Su médico puede pedirle que se haga análisis de sangre de vez en cuando.

Efectos adversos en niños y adolescentes:

Los mismos efectos adversos que pueden ocurrir en los adultos también pueden ocurrir en niños y adolescentes.

Los siguientes efectos adversos se han observado con más frecuencia en niños y adolescentes o no se han observado en adultos:

Muy frecuentes (pueden afectar a más de 1 de cada 10 personas):

• Aumento en sangre de la cantidad de una hormona llamada prolactina. El aumento de la hormona prolactina podría, en casos raros, dar lugar a lo siguiente:
• • Niños y niñas con hinchazón de los pechos e inesperadamente producción de leche materna.
  • Niñas que no tienen periodo o periodos menstruales irregulares.
• Aumento del apetito.
• Vómitos.
• Movimientos anormales de los músculos. Estos incluyen dificultad para iniciar movimientos musculares, temblores, sensación de inquietud o rigidez muscular sin dolor.
• Aumento de la presión arterial.

• Frecuentes (pueden afectar hasta 1 de cada 10 personas): Sensación de debilidad, desmayo (podría dar lugar a caídas).
• Nariz taponada.
• Sentirse irritado.

Comunicación de efectos adversos

Si experimenta cualquier tipo de efecto adverso, consulte a su médico o farmacéutico, incluso si se trata de posibles efectos adversos que no aparecen en este prospecto. También puede comunicarlos directamente a través del Sistema Español de Farmacovigilancia de Medicamentos de Uso Humano: https://www.notificaram.es. Mediante la comunicación de efectos adversos usted puede contribuir a proporcionar más información sobre la seguridad de este medicamento.

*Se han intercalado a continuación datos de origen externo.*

//! Physics parameter errors.

use thiserror::Error;

/// Result type for physics construction.
pub type PhysicsResult<T> = Result<T, PhysicsError>;

/// Errors raised while configuring a balance law.
#[derive(Error, Debug, Clone, PartialEq)]
pub enum PhysicsError {
    /// Non-physical parameter (negative diameter, roughness, ...).
    #[error("Non-physical value for {what}: {value}")]
    NonPhysical { what: &'static str, value: f64 },
}
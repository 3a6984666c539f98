//! What gas nodes need from the edges attached to them.

use gp_solver::MatrixHandler;
use nalgebra::{DVector, RowVector2, Vector2};

use crate::traits::Stateful;

/// Which end of an edge a node sits at.
#[derive(Debug, Clone, Copy, PartialEq, Eq, Hash)]
pub enum Direction {
    Start,
    End,
}

impl Direction {
    /// `+1` at the start, `-1` at the end. Flow leaving a node through an
    /// edge starting there is positive.
    pub fn sign(self) -> f64 {
        match self {
            Direction::Start => 1.0,
            Direction::End => -1.0,
        }
    }
}

/// A gas edge exposes pressure (bar) and flow at both ends.
///
/// Each end has one equation row that belongs to the node at that end.
/// The node writes its balance there, so every row of the global residual
/// has exactly one writer.
pub trait GasEdge: Stateful {
    fn boundary_equation_index(&self, direction: Direction) -> usize;

    /// First of the two state indices at the `direction` end.
    fn boundary_state_index(&self, direction: Direction) -> usize;

    /// `(p [bar], q)` at the `direction` end.
    fn boundary_p_qvol_bar(&self, direction: Direction, state: &DVector<f64>) -> Vector2<f64>;

    /// Add `function_derivative * d(p, q)/d(state)` to row `row`.
    fn dboundary_p_qvol_dstate(
        &self,
        direction: Direction,
        jacobian: &mut dyn MatrixHandler,
        function_derivative: RowVector2<f64>,
        row: usize,
        state: &DVector<f64>,
    );
}
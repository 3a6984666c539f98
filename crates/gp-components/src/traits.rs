//! Capability facets of network components.
//!
//! A component implements the facets it needs:
//! - [`Stateful`]: owns a slice of the global state vector
//! - [`Equation`]: writes residuals and their derivatives
//! - [`Controllable`]: reads a slice of the control vector
//! - [`Constrainable`]: contributes inequality constraints
//! - [`Switchable`]: reads a slice of the switch vector
//!
//! Equations are written at rows of the global residual that the component
//! owns. A gas node owns no states but writes at the boundary rows of its
//! attached gas edges, so `Equation` does not require `Stateful`.

use gp_core::InitialValue;
use gp_solver::MatrixHandler;
use nalgebra::DVector;

use crate::component::GasPowerNet;
use crate::error::ComponentResult;
use crate::indices::IndexRange;

/// Everything an equation may read while the Newton solver iterates.
#[derive(Debug, Clone, Copy)]
pub struct Step<'a> {
    pub net: &'a GasPowerNet,
    pub last_time: f64,
    pub new_time: f64,
    pub last_state: &'a DVector<f64>,
    pub new_state: &'a DVector<f64>,
    pub controls: &'a DVector<f64>,
    pub switches: &'a DVector<f64>,
}

impl Step<'_> {
    pub fn delta_t(&self) -> f64 {
        self.new_time - self.last_time
    }
}

pub trait Stateful {
    fn number_of_states(&self) -> usize;

    fn state_indices(&self) -> &IndexRange;
    fn state_indices_mut(&mut self) -> &mut IndexRange;

    /// Reserve `[next_free, next_free + number_of_states())` and return its end.
    fn set_indices(&mut self, next_free: usize) -> usize {
        let count = self.number_of_states();
        self.state_indices_mut().reserve(next_free, count)
    }

    fn start_state_index(&self) -> usize {
        self.state_indices().start()
    }

    fn after_state_index(&self) -> usize {
        self.state_indices().after()
    }

    /// Write the initial state of this component into `new_state`.
    fn set_initial_values(
        &self,
        new_state: &mut DVector<f64>,
        initial: &InitialValue<2>,
    ) -> ComponentResult<()>;
}

pub trait Equation {
    /// Write the residual rows owned by this component.
    fn evaluate(&self, rootvalues: &mut DVector<f64>, step: &Step<'_>);

    fn d_evaluate_d_new_state(&self, jacobian: &mut dyn MatrixHandler, step: &Step<'_>);

    fn d_evaluate_d_last_state(&self, jacobian: &mut dyn MatrixHandler, step: &Step<'_>);

    /// Runs once per time step before the first Newton iteration.
    fn prepare_timestep(&mut self, _last_time: f64, _new_time: f64) -> ComponentResult<()> {
        Ok(())
    }
}

pub trait Controllable {
    fn number_of_controls(&self) -> usize;

    fn control_indices(&self) -> &IndexRange;
    fn control_indices_mut(&mut self) -> &mut IndexRange;

    fn set_control_indices(&mut self, next_free: usize) -> usize {
        let count = self.number_of_controls();
        self.control_indices_mut().reserve(next_free, count)
    }

    /// Write the scheduled controls at `time` into `controls`.
    fn set_controls(&self, controls: &mut DVector<f64>, time: f64) -> ComponentResult<()>;

    /// Jacobian of this component's residual rows with respect to its controls.
    fn d_evaluate_d_control(&self, jacobian: &mut dyn MatrixHandler, step: &Step<'_>);
}

pub trait Constrainable {
    fn number_of_constraints(&self) -> usize;

    fn constraint_indices(&self) -> &IndexRange;
    fn constraint_indices_mut(&mut self) -> &mut IndexRange;

    fn set_constraint_indices(&mut self, next_free: usize) -> usize {
        let count = self.number_of_constraints();
        self.constraint_indices_mut().reserve(next_free, count)
    }

    fn evaluate_constraint(&self, constraints: &mut DVector<f64>, step: &Step<'_>);

    fn d_evaluate_constraint_d_state(&self, jacobian: &mut dyn MatrixHandler, step: &Step<'_>);
}

pub trait Switchable {
    fn number_of_switches(&self) -> usize;

    fn switch_indices(&self) -> &IndexRange;
    fn switch_indices_mut(&mut self) -> &mut IndexRange;

    fn set_switch_indices(&mut self, next_free: usize) -> usize {
        let count = self.number_of_switches();
        self.switch_indices_mut().reserve(next_free, count)
    }

    /// Write the switch positions at `time` into `switches`.
    fn set_switches(&self, switches: &mut DVector<f64>, time: f64) -> ComponentResult<()>;
}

Mantener este medicamento fuera de la vista y del alcance de los niños.

No utilice este medicamento después de la fecha de caducidad que aparece en el envase después de CAD. La fecha de caducidad es el último día del mes que se indica.

No requiere condiciones especiales de conservación.

Los medicamentos no se deben tirar por los desagües ni a la basura. Deposite los envases y los medicamentos que no necesita en el Punto SIGRE de la farmacia. En caso de duda pregunte a su farmacéutico cómo deshacerse de los envases y de los medicamentos que no necesita. De esta forma ayudará a proteger el medio ambiente.